**DESCRIPTION OF THE TASK**: Among the lines of the material below, count those holding "freigaben". Report the number by itself.

**PROVIDED DATA**:
/---
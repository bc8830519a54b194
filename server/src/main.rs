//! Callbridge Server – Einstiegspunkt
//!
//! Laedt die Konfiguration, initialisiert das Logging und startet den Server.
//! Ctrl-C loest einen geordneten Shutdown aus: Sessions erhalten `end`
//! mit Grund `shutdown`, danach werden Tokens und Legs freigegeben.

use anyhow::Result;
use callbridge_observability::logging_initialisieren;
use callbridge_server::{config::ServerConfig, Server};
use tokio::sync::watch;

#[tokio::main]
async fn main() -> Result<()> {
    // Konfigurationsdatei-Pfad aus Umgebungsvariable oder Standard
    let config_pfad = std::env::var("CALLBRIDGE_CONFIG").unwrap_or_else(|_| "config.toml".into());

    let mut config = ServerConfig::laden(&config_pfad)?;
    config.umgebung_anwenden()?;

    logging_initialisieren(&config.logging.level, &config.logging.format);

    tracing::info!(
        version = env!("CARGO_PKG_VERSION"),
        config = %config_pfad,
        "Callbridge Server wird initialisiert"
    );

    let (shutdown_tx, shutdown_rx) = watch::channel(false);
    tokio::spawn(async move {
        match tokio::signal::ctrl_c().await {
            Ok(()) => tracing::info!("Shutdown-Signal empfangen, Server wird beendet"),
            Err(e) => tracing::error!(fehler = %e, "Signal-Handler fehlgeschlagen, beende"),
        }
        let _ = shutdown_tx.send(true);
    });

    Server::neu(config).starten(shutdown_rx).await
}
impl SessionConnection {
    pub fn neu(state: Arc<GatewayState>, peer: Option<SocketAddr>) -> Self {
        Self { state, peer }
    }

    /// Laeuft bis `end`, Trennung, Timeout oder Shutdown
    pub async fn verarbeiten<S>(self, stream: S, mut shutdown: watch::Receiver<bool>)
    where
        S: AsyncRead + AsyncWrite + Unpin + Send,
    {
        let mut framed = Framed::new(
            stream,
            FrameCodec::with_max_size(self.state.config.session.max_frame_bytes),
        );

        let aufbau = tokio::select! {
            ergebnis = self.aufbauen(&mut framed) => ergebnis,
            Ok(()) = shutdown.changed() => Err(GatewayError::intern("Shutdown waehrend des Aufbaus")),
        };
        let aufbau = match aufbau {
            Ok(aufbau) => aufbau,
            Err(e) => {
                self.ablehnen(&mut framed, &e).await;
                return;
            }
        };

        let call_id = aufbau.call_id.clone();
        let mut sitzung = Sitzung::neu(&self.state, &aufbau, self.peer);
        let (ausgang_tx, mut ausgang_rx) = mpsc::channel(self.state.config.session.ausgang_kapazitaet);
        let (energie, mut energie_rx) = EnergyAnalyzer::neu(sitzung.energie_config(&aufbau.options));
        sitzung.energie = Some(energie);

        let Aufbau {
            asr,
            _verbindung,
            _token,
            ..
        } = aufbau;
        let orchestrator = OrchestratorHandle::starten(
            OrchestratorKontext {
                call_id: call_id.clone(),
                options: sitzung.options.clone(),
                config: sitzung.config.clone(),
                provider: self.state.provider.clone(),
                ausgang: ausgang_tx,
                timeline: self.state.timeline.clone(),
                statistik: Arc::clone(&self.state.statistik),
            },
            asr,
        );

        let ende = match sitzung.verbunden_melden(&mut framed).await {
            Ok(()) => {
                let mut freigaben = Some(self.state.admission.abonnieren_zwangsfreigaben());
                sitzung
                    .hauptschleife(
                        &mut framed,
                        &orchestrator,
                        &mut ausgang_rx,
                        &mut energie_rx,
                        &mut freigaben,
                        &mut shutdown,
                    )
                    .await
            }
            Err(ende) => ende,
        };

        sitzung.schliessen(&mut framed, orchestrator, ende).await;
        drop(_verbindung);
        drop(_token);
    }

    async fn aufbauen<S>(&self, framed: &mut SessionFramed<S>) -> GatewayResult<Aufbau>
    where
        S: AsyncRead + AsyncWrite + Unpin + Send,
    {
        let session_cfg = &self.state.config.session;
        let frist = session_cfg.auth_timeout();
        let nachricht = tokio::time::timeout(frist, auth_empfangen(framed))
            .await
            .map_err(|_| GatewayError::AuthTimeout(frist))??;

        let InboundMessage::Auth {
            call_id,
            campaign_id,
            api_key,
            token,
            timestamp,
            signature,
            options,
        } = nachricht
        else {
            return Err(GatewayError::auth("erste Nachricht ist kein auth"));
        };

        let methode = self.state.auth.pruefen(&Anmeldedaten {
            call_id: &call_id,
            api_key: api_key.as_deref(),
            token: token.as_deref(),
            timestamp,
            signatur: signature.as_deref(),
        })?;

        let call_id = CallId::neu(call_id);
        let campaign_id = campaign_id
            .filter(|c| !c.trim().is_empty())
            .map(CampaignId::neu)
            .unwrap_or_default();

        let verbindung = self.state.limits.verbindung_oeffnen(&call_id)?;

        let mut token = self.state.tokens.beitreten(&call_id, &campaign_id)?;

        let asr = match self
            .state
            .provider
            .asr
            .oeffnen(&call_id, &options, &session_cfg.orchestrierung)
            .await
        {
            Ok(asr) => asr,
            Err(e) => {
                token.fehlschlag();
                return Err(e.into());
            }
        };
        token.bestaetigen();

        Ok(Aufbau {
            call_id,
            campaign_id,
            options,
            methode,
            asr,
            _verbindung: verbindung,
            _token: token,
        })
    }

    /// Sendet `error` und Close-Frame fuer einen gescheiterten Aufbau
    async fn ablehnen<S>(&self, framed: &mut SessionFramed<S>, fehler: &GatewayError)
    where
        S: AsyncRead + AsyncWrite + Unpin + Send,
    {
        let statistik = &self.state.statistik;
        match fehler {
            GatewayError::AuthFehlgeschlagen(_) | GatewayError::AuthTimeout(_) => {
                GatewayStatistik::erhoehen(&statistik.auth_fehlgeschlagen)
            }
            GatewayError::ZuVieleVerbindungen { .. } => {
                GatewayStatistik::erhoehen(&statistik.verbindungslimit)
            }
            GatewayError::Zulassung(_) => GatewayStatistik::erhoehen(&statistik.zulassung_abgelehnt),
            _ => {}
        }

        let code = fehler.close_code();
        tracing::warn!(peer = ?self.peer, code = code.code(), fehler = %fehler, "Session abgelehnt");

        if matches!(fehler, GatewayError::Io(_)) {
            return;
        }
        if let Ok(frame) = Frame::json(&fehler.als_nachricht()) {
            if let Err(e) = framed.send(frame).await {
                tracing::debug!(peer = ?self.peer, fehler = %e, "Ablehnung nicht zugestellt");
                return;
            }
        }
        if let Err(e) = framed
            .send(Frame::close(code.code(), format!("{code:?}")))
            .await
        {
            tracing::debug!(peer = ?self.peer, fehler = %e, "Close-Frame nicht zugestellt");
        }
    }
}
\---
**FINISHED TASK**: 2